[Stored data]
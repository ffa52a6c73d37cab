//! Book copy (physical borrowable item) model and related types.
//!
//! Copies carry a generated UUID primary key so identifiers are not
//! guessable across the catalog.

use chrono::NaiveDate;
use serde::{Deserialize, Serialize};
use sqlx::{Decode, Encode, FromRow, Postgres};
use utoipa::ToSchema;
use uuid::Uuid;

/// Copy loan status. DB stores the single-char code.
#[derive(Debug, Clone, Copy, PartialEq, Eq, Serialize, Deserialize, ToSchema)]
#[serde(rename_all = "snake_case")]
pub enum CopyStatus {
    Maintenance,
    OnLoan,
    Available,
    Reserved,
}

impl CopyStatus {
    /// Single-character code used in the database
    pub fn as_code(&self) -> &'static str {
        match self {
            CopyStatus::Maintenance => "m",
            CopyStatus::OnLoan => "o",
            CopyStatus::Available => "a",
            CopyStatus::Reserved => "r",
        }
    }
}

impl Default for CopyStatus {
    fn default() -> Self {
        CopyStatus::Maintenance
    }
}

impl std::fmt::Display for CopyStatus {
    fn fmt(&self, f: &mut std::fmt::Formatter<'_>) -> std::fmt::Result {
        write!(f, "{}", self.as_code())
    }
}

impl std::str::FromStr for CopyStatus {
    type Err = String;

    fn from_str(s: &str) -> Result<Self, Self::Err> {
        match s {
            "m" => Ok(CopyStatus::Maintenance),
            "o" => Ok(CopyStatus::OnLoan),
            "a" => Ok(CopyStatus::Available),
            "r" => Ok(CopyStatus::Reserved),
            _ => Err(format!("Invalid copy status code: {}", s)),
        }
    }
}

// SQLx conversion: stored as a one-char text column
impl sqlx::Type<Postgres> for CopyStatus {
    fn type_info() -> sqlx::postgres::PgTypeInfo {
        <String as sqlx::Type<Postgres>>::type_info()
    }

    fn compatible(ty: &sqlx::postgres::PgTypeInfo) -> bool {
        <String as sqlx::Type<Postgres>>::compatible(ty)
    }
}

impl<'r> Decode<'r, Postgres> for CopyStatus {
    fn decode(value: sqlx::postgres::PgValueRef<'r>) -> Result<Self, sqlx::error::BoxDynError> {
        let s: String = Decode::<Postgres>::decode(value)?;
        s.trim().parse().map_err(|e: String| e.into())
    }
}

impl Encode<'_, Postgres> for CopyStatus {
    fn encode_by_ref(&self, buf: &mut sqlx::postgres::PgArgumentBuffer) -> sqlx::encode::IsNull {
        <String as Encode<Postgres>>::encode(self.as_code().to_string(), buf)
    }
}

/// Pure overdue rule: overdue iff a due date exists and is strictly
/// before the reference day
pub fn is_overdue_on(due_back: Option<NaiveDate>, today: NaiveDate) -> bool {
    matches!(due_back, Some(due) if due < today)
}

/// A specific physical copy of a book
#[derive(Debug, Clone, Serialize, Deserialize, FromRow, ToSchema)]
pub struct BookCopy {
    pub id: Uuid,
    pub book_id: Option<i32>,
    pub imprint: String,
    pub due_back: Option<NaiveDate>,
    pub borrower_id: Option<i32>,
    pub status: CopyStatus,
}

impl BookCopy {
    pub fn is_overdue_on(&self, today: NaiveDate) -> bool {
        is_overdue_on(self.due_back, today)
    }
}

/// Copy with book context for borrowed listings
#[derive(Debug, Clone, Serialize, Deserialize, ToSchema)]
pub struct LoanedCopy {
    pub id: Uuid,
    pub book_id: Option<i32>,
    pub book_title: Option<String>,
    pub imprint: String,
    pub due_back: Option<NaiveDate>,
    pub borrower_id: Option<i32>,
    pub status: CopyStatus,
    pub is_overdue: bool,
}

/// Create copy request
#[derive(Debug, Deserialize, ToSchema)]
pub struct CreateCopy {
    pub imprint: String,
    /// Initial status; defaults to maintenance like every new copy
    #[serde(default)]
    pub status: CopyStatus,
}

#[cfg(test)]
mod tests {
    use super::*;
    use chrono::Duration;

    fn today() -> NaiveDate {
        NaiveDate::from_ymd_opt(2025, 3, 14).unwrap()
    }

    #[test]
    fn due_date_before_today_is_overdue() {
        assert!(is_overdue_on(Some(today() - Duration::days(1)), today()));
        assert!(is_overdue_on(Some(today() - Duration::days(365)), today()));
    }

    #[test]
    fn due_date_today_is_not_overdue() {
        assert!(!is_overdue_on(Some(today()), today()));
    }

    #[test]
    fn due_date_after_today_is_not_overdue() {
        assert!(!is_overdue_on(Some(today() + Duration::days(1)), today()));
    }

    #[test]
    fn missing_due_date_is_not_overdue() {
        assert!(!is_overdue_on(None, today()));
    }

    #[test]
    fn status_codes_round_trip() {
        for status in [
            CopyStatus::Maintenance,
            CopyStatus::OnLoan,
            CopyStatus::Available,
            CopyStatus::Reserved,
        ] {
            assert_eq!(status.as_code().parse::<CopyStatus>().unwrap(), status);
        }
    }

    #[test]
    fn default_status_is_maintenance() {
        assert_eq!(CopyStatus::default(), CopyStatus::Maintenance);
    }

    #[test]
    fn unknown_status_code_is_rejected() {
        assert!("x".parse::<CopyStatus>().is_err());
    }
}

What you should do >>
Transcribe all of the entries without altering anything.

Output of the exercise >>
repository ffa52a6c73d37cab
//! Book copy (physical borrowable item) model and related types.
//!
//! Copies carry a generated UUID primary key so identifiers are not
//! guessable across the catalog.

use chrono::NaiveDate;
use serde::{Deserialize, Serialize};
use sqlx::{Decode, Encode, FromRow, Postgres};
use utoipa::ToSchema;
use uuid::Uuid;

/// Copy loan status. DB stores the single-char code.
#[derive(Debug, Clone, Copy, PartialEq, Eq, Serialize, Deserialize, ToSchema)]
#[serde(rename_all = "snake_case")]
pub enum CopyStatus {
    Maintenance,
    OnLoan,
    Available,
    Reserved,
}

impl CopyStatus {
    /// Single-character code used in the database
    pub fn as_code(&self) -> &'static str {
        match self {
            CopyStatus::Maintenance => "m",
            CopyStatus::OnLoan => "o",
            CopyStatus::Available => "a",
            CopyStatus::Reserved => "r",
        }
    }
}

impl Default for CopyStatus {
    fn default() -> Self {
        CopyStatus::Maintenance
    }
}

impl std::fmt::Display for CopyStatus {
    fn fmt(&self, f: &mut std::fmt::Formatter<'_>) -> std::fmt::Result {
        write!(f, "{}", self.as_code())
    }
}

impl std::str::FromStr for CopyStatus {
    type Err = String;

    fn from_str(s: &str) -> Result<Self, Self::Err> {
        match s {
            "m" => Ok(CopyStatus::Maintenance),
            "o" => Ok(CopyStatus::OnLoan),
            "a" => Ok(CopyStatus::Available),
            "r" => Ok(CopyStatus::Reserved),
            _ => Err(format!("Invalid copy status code: {}", s)),
        }
    }
}

// SQLx conversion: stored as a one-char text column
impl sqlx::Type<Postgres> for CopyStatus {
    fn type_info() -> sqlx::postgres::PgTypeInfo {
        <String as sqlx::Type<Postgres>>::type_info()
    }

    fn compatible(ty: &sqlx::postgres::PgTypeInfo) -> bool {
        <String as sqlx::Type<Postgres>>::compatible(ty)
    }
}

impl<'r> Decode<'r, Postgres> for CopyStatus {
    fn decode(value: sqlx::postgres::PgValueRef<'r>) -> Result<Self, sqlx::error::BoxDynError> {
        let s: String = Decode::<Postgres>::decode(value)?;
        s.trim().parse().map_err(|e: String| e.into())
    }
}

impl Encode<'_, Postgres> for CopyStatus {
    fn encode_by_ref(&self, buf: &mut sqlx::postgres::PgArgumentBuffer) -> sqlx::encode::IsNull {
        <String as Encode<Postgres>>::encode(self.as_code().to_string(), buf)
    }
}

/// Pure overdue rule: overdue iff a due date exists and is strictly
/// before the reference day
pub fn is_overdue_on(due_back: Option<NaiveDate>, today: NaiveDate) -> bool {
    matches!(due_back, Some(due) if due < today)
}

/// A specific physical copy of a book
#[derive(Debug, Clone, Serialize, Deserialize, FromRow, ToSchema)]
pub struct BookCopy {
    pub id: Uuid,
    pub book_id: Option<i32>,
    pub imprint: String,
    pub due_back: Option<NaiveDate>,
    pub borrower_id: Option<i32>,
    pub status: CopyStatus,
}

impl BookCopy {
    pub fn is_overdue_on(&self, today: NaiveDate) -> bool {
        is_overdue_on(self.due_back, today)
    }
}

/// Copy with book context for borrowed listings
#[derive(Debug, Clone, Serialize, Deserialize, ToSchema)]
pub struct LoanedCopy {
    pub id: Uuid,
    pub book_id: Option<i32>,
    pub book_title: Option<String>,
    pub imprint: String,
    pub due_back: Option<NaiveDate>,
    pub borrower_id: Option<i32>,
    pub status: CopyStatus,
    pub is_overdue: bool,
}

/// Create copy request
#[derive(Debug, Deserialize, ToSchema)]
pub struct CreateCopy {
    pub imprint: String,
    /// Initial status; defaults to maintenance like every new copy
    #[serde(default)]
    pub status: CopyStatus,
}

#[cfg(test)]
mod tests {
    use super::*;
    use chrono::Duration;

    fn today() -> NaiveDate {
        NaiveDate::from_ymd_opt(2025, 3, 14).unwrap()
    }

    #[test]
    fn due_date_before_today_is_overdue() {
        assert!(is_overdue_on(Some(today() - Duration::days(1)), today()));
        assert!(is_overdue_on(Some(today() - Duration::days(365)), today()));
    }

    #[test]
    fn due_date_today_is_not_overdue() {
        assert!(!is_overdue_on(Some(today()), today()));
    }

    #[test]
    fn due_date_after_today_is_not_overdue() {
        assert!(!is_overdue_on(Some(today() + Duration::days(1)), today()));
    }

    #[test]
    fn missing_due_date_is_not_overdue() {
        assert!(!is_overdue_on(None, today()));
    }

    #[test]
    fn status_codes_round_trip() {
        for status in [
            CopyStatus::Maintenance,
            CopyStatus::OnLoan,
            CopyStatus::Available,
            CopyStatus::Reserved,
        ] {
            assert_eq!(status.as_code().parse::<CopyStatus>().unwrap(), status);
        }
    }

    #[test]
    fn default_status_is_maintenance() {
        assert_eq!(CopyStatus::default(), CopyStatus::Maintenance);
    }

    #[test]
    fn unknown_status_code_is_rejected() {
        assert!("x".parse::<CopyStatus>().is_err());
    }
}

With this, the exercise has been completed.